— Work instruction —
Of all the lines in the entries, how many carry the word "StoreError"? The reply is that number and no more.
··· Dataset records ···
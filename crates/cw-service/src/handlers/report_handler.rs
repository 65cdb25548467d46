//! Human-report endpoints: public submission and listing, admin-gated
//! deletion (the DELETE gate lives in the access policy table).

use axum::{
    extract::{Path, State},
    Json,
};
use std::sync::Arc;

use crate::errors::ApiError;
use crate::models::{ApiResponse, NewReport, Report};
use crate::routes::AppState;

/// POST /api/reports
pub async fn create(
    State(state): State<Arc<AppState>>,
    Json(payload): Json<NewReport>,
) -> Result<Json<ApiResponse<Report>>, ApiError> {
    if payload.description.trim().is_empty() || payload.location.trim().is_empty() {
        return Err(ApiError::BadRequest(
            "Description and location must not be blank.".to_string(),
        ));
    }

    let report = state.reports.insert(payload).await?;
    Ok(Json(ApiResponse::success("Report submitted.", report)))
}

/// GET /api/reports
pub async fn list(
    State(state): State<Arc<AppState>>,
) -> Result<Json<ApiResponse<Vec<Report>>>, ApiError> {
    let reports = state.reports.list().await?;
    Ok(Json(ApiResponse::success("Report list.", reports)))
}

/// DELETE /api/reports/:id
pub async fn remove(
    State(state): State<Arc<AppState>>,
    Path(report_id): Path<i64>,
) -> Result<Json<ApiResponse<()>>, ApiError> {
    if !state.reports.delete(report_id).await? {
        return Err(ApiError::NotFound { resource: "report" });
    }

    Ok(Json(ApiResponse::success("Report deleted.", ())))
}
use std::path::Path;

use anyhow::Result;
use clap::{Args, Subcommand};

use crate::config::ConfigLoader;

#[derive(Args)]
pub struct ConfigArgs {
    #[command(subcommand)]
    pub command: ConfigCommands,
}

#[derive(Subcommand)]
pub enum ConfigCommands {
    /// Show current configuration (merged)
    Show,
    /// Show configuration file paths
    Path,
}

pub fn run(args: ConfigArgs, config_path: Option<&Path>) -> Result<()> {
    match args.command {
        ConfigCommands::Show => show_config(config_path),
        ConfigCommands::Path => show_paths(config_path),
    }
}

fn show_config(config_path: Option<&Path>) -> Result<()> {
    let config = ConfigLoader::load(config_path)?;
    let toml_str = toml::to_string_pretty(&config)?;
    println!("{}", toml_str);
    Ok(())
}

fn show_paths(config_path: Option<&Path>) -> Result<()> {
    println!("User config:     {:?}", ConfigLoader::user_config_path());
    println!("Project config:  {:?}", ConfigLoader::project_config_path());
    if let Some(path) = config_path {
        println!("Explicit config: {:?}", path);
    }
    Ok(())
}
···
··· Dataset records ···
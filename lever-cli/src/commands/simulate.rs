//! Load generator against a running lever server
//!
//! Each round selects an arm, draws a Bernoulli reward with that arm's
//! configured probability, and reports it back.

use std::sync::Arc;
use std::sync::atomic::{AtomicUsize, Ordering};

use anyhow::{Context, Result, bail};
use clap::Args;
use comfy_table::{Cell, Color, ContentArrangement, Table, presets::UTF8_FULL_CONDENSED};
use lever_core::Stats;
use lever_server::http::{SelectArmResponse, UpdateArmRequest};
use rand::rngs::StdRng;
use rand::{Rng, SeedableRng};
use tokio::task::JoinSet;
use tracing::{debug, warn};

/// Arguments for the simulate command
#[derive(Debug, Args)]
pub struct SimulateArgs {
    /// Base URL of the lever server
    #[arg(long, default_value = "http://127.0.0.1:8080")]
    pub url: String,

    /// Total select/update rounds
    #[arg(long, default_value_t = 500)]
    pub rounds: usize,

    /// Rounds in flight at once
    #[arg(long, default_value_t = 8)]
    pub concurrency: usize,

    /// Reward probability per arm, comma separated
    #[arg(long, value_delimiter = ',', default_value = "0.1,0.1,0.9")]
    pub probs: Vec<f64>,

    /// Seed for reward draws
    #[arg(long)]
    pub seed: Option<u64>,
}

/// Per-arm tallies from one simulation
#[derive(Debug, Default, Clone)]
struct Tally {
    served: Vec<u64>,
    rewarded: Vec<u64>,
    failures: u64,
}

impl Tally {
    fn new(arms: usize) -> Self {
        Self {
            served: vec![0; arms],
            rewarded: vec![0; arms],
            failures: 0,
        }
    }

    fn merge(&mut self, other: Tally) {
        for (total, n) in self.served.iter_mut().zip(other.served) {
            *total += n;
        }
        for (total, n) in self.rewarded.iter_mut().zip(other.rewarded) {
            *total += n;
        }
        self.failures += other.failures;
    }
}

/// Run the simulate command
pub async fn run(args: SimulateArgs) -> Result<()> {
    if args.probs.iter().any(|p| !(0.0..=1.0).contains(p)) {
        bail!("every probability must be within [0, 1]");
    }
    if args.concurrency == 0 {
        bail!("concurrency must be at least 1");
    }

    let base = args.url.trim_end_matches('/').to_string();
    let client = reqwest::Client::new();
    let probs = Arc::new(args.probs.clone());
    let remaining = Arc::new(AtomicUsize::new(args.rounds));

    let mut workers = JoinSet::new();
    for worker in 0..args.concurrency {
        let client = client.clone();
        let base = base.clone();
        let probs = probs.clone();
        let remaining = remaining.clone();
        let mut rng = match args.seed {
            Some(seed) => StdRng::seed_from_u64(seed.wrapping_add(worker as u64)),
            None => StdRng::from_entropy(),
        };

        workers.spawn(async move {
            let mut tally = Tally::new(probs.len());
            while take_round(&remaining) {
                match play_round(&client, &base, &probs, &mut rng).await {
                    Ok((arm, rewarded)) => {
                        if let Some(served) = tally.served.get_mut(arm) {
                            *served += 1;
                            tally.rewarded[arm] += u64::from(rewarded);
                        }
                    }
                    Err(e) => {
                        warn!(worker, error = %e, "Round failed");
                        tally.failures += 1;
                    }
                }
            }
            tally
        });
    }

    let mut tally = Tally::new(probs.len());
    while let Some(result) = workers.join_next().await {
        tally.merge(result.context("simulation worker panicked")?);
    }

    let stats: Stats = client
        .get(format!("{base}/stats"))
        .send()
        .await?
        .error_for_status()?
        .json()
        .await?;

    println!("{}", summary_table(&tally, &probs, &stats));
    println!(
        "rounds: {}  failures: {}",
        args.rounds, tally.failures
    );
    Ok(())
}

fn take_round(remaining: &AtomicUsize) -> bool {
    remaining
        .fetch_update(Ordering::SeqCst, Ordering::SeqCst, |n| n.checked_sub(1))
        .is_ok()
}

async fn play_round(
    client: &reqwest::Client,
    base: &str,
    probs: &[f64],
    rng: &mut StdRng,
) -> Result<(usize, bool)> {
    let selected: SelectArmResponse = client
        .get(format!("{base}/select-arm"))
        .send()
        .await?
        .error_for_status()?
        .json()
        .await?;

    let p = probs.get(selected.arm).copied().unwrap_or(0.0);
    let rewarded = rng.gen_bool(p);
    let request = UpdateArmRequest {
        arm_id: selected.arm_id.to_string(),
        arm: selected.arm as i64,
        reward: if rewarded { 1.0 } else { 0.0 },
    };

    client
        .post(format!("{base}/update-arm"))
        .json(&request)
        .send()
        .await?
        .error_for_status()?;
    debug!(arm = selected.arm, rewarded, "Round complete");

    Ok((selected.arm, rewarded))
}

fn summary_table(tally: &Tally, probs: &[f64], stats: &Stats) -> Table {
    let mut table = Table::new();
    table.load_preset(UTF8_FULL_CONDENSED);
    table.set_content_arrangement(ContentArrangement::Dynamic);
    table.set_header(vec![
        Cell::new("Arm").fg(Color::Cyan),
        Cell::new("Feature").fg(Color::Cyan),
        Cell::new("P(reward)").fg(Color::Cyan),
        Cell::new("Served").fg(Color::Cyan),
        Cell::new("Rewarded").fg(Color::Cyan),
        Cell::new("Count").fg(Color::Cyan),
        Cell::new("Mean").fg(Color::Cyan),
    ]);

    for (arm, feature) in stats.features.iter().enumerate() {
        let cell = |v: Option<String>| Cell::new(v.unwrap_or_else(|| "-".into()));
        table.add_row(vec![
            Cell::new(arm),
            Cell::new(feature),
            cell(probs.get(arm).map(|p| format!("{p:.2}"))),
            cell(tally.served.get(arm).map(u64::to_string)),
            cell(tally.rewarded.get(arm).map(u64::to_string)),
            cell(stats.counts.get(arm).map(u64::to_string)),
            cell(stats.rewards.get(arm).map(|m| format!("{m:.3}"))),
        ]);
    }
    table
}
···
··· Dataset records ···
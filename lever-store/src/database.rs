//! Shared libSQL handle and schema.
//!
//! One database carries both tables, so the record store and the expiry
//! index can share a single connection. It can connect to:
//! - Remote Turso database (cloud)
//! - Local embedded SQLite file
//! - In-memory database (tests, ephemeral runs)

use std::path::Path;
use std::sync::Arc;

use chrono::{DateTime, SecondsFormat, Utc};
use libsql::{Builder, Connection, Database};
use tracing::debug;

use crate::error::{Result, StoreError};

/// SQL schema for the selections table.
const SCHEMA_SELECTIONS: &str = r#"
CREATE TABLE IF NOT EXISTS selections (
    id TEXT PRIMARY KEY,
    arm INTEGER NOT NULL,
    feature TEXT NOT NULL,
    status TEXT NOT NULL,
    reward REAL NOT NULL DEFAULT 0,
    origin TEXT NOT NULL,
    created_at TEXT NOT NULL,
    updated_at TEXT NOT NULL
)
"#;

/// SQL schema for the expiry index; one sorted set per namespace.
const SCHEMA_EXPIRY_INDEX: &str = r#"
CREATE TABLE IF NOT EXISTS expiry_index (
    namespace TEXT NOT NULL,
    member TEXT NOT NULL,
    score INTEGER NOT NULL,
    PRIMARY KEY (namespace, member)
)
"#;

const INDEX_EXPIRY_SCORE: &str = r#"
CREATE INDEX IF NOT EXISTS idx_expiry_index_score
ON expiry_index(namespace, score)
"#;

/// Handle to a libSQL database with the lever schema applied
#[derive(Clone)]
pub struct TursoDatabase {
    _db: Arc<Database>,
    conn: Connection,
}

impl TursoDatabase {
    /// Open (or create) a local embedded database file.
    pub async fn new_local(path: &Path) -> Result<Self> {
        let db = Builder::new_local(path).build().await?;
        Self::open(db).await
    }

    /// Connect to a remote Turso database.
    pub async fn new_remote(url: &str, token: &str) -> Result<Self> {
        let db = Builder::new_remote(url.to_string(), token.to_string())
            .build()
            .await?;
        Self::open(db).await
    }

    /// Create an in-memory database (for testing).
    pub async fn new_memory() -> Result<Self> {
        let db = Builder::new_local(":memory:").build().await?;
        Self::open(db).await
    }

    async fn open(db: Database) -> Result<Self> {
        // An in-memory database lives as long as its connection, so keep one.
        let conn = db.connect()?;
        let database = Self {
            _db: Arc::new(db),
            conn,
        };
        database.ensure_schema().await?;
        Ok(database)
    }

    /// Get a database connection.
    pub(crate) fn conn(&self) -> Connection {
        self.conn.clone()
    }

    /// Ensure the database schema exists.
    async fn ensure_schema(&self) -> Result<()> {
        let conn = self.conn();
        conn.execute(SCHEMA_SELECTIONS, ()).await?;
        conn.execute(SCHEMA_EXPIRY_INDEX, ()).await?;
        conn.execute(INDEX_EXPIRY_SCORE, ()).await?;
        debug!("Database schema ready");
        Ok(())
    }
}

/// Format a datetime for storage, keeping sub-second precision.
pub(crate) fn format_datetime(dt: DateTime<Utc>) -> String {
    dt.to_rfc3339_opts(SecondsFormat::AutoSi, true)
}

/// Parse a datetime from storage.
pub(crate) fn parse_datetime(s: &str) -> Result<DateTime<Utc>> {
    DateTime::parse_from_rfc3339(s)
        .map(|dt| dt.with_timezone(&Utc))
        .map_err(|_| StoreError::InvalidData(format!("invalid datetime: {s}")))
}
···
— Result for this exercise —
2